Amiodarone has shown considerable promise as a treatment to reduce sudden cardiac death. This drug has a complex pharmacological profile, multiple mechanisms of action, and the potential for serious side effects.^{1 2} It has been most widely used in patients with clinically evident arrhythmias such as resuscitated cardiac arrest or sustained ventricular tachycardia. Based on favorable experience in treating patients with symptomatic ventricular arrhythmia, a number of small clinical trials^{3 4 5 6 7 8 9 10} explored the potential efficacy of amiodarone as preventive therapy in patients without symptomatic arrhythmia. Initial experience in these trials was promising, and meta-analyses of these early studies suggested that amiodarone might have considerable efficacy in reducing mortality in patients at moderate to high risk of sudden death.^{11 12}

Findings from several larger randomized trials of amiodarone have since been released. Among patients with heart failure, amiodarone significantly reduced mortality in the GESICA¹³ but not in the CHF-STAT¹⁴ trials.
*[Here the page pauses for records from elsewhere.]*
//! Type definitions for the inspection engine.
//!
//! - [`Severity`] - problem severity levels (Info, Warning, Error)
//! - [`CheckKind`] - the built-in checks and their IDs
//! - [`Problem`] - one reported finding with anchor and suggested fixes
//! - [`InspectionReport`] - complete results of a project run

use compact_str::CompactString;
use serde::Serialize;
use smallvec::SmallVec;

use crate::{fix::Fix, syntax::NodeId};

/// Severity level of a reported problem.
///
/// Ordered from lowest to highest severity for sorting purposes. The
/// process exit code is determined by the highest severity found.
#[derive(Debug, Clone, Copy, PartialEq, Eq, PartialOrd, Ord, Serialize)]
pub enum Severity {
    /// Informational, does not affect exit code
    Info,
    /// Likely problem (exit code 1)
    Warning,
    /// Must be addressed (exit code 2)
    Error
}

impl std::fmt::Display for Severity {
    fn fmt(&self, f: &mut std::fmt::Formatter<'_>) -> std::fmt::Result {
        match self {
            Self::Info => write!(f, "INFO"),
            Self::Warning => write!(f, "WARN"),
            Self::Error => write!(f, "ERROR")
        }
    }
}

/// The built-in checks.
#[derive(Debug, Clone, Copy, PartialEq, Eq, Serialize)]
pub enum CheckKind {
    /// A bound parameter has no matching placeholder in the SQL
    MissingPlaceholder,
    /// Placeholders in the SQL are never bound at the call site
    MissingPlaceholdersInParams,
    /// A `companyId` binding on a single-tenant call
    RedundantCompanyId,
    /// The referenced `.sql` resource cannot be resolved
    SqlFileMissing
}

impl CheckKind {
    pub const ALL: [CheckKind; 4] = [
        CheckKind::MissingPlaceholder,
        CheckKind::MissingPlaceholdersInParams,
        CheckKind::RedundantCompanyId,
        CheckKind::SqlFileMissing
    ];

    /// Stable check identifier used in configuration and output.
    pub fn id(self) -> &'static str {
        match self {
            Self::MissingPlaceholder => "SP001",
            Self::MissingPlaceholdersInParams => "SP002",
            Self::RedundantCompanyId => "SP003",
            Self::SqlFileMissing => "SP004"
        }
    }

    pub fn default_severity(self) -> Severity {
        match self {
            Self::SqlFileMissing => Severity::Error,
            _ => Severity::Warning
        }
    }
}

/// A single finding reported against a call site.
#[derive(Debug, Clone, Serialize)]
pub struct Problem {
    /// Stable check identifier (e.g. "SP001")
    pub check_id: &'static str,
    pub kind:     CheckKind,
    pub message:  String,
    pub severity: Severity,
    /// Path of the containing file
    pub file:     CompactString,
    /// Node the problem is anchored at; always a node of the file's tree
    /// at report time
    pub anchor:   NodeId,
    /// Suggested quick fixes, possibly empty
    pub fixes:    SmallVec<[Fix; 2]>
}

impl Problem {
    pub fn new(kind: CheckKind, message: String, anchor: NodeId) -> Self {
        Self {
            check_id: kind.id(),
            kind,
            message,
            severity: kind.default_severity(),
            file: CompactString::default(),
            anchor,
            fixes: SmallVec::new()
        }
    }

    pub fn with_fixes(mut self, fixes: impl IntoIterator<Item = Fix>) -> Self {
        self.fixes.extend(fixes);
        self
    }
}

/// Complete results of inspecting a project snapshot.
#[derive(Debug, Clone, Serialize)]
pub struct InspectionReport {
    /// All problems found, sorted by severity then location
    pub problems:    Vec<Problem>,
    /// Number of files visited
    pub files_count: usize
}

impl InspectionReport {
    pub fn new(files_count: usize) -> Self {
        Self {
            problems: Vec::new(),
            files_count
        }
    }

    pub fn add_problem(&mut self, problem: Problem) {
        self.problems.push(problem);
    }

    pub fn error_count(&self) -> usize {
        self.count(Severity::Error)
    }

    pub fn warning_count(&self) -> usize {
        self.count(Severity::Warning)
    }

    pub fn info_count(&self) -> usize {
        self.count(Severity::Info)
    }

    fn count(&self, severity: Severity) -> usize {
        self.problems
            .iter()
            .filter(|p| p.severity == severity)
            .count()
    }
}
use compact_str::CompactString;
use sql_param_lint::{
    fix::{EditOp, EditScript, Fix, apply_fix},
    syntax::{Arg, NodeId, SyntaxTree, TreeBuilder}
};

fn chain_tree() -> (SyntaxTree, NodeId) {
    let mut b = TreeBuilder::new();
    let class = b.class("UserDao");
    let method = b.method(class, "findUser", &[]);
    let site = b
        .chain("db")
        .call("statement", vec![Arg::str("users/find.sql")])
        .call("param", vec![Arg::str("region"), Arg::ident("region")])
        .call("queryList", vec![])
        .attach(method);
    (b.finish(), site)
}

fn find_call(tree: &SyntaxTree, method: &str) -> NodeId {
    tree.calls()
        .find(|&c| tree.method_name(c) == Some(method))
        .unwrap()
}

#[test]
fn test_rename_replaces_literal_text() {
    let (mut tree, _) = chain_tree();
    let param = find_call(&tree, "param");
    let literal = tree.argument_at(param, 0).unwrap();
    assert_eq!(tree.name(literal), "region");

    let fix = Fix::rename(literal, "id");
    assert_eq!(fix.label, "id");
    assert!(apply_fix(&mut tree, &fix));
    assert_eq!(tree.name(literal), "id");
    assert!(tree.validate().is_ok());
}

#[test]
fn test_remove_param_splices_chain() {
    let (mut tree, site) = chain_tree();
    let param = find_call(&tree, "param");

    let fix = Fix::remove_param(param, "region");
    assert_eq!(fix.label, "Remove redundant region");
    assert!(apply_fix(&mut tree, &fix));

    // The surviving chain skips the removed link.
    assert_eq!(tree.chain_names(site), vec!["queryList", "statement", "db"]);
    assert!(tree.validate().is_ok());
}

#[test]
fn test_remove_same_link_twice_fails_second_time() {
    let (mut tree, _) = chain_tree();
    let param = find_call(&tree, "param");

    let fix = Fix::remove_param(param, "region");
    assert!(apply_fix(&mut tree, &fix));
    assert!(!apply_fix(&mut tree, &fix));
}

#[test]
fn test_rename_on_non_literal_is_rejected() {
    let (mut tree, site) = chain_tree();
    let before = tree.name(site).to_string();

    let fix = Fix::rename(site, "id");
    assert!(!apply_fix(&mut tree, &fix));
    assert_eq!(tree.name(site), before);
}

#[test]
fn test_rename_on_missing_node_is_rejected() {
    let (mut tree, _) = chain_tree();
    let fix = Fix::rename(NodeId(9999), "id");
    assert!(!apply_fix(&mut tree, &fix));
}

#[test]
fn test_remove_on_non_param_link_is_rejected() {
    let (mut tree, site) = chain_tree();
    let fix = Fix::remove_param(site, "queryList");
    assert!(!apply_fix(&mut tree, &fix));
    assert_eq!(
        tree.chain_names(site),
        vec!["queryList", "param", "statement", "db"]
    );
}

#[test]
fn test_script_applies_all_or_nothing() {
    let (mut tree, _) = chain_tree();
    let param = find_call(&tree, "param");
    let literal = tree.argument_at(param, 0).unwrap();

    // Second op targets the literal instead of a call, so the whole
    // script must be rejected and the valid first op rolled off too.
    let script = EditScript::new(vec![
        EditOp::ReplaceLiteral {
            node: literal,
            text: CompactString::from("id")
        },
        EditOp::RemoveChainLink { call: literal },
    ]);

    assert!(script.apply(&mut tree).is_err());
    assert_eq!(tree.name(literal), "region");
}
The divergent findings of these two trials have led to the suggestion that the underlying cause of heart failure may affect the efficacy of amiodarone.^{14 15 16} More recently, two large randomized trials of patients with recent myocardial infarction have been presented.^{17 18} CAMIAT showed a significant reduction in sudden death and resuscitated cardiac arrest,¹⁷ whereas EMIAT reported insignificant reductions in arrhythmic events and no change in total mortality.¹⁸ These two large, well-designed trials therefore also have seemingly contradictory results.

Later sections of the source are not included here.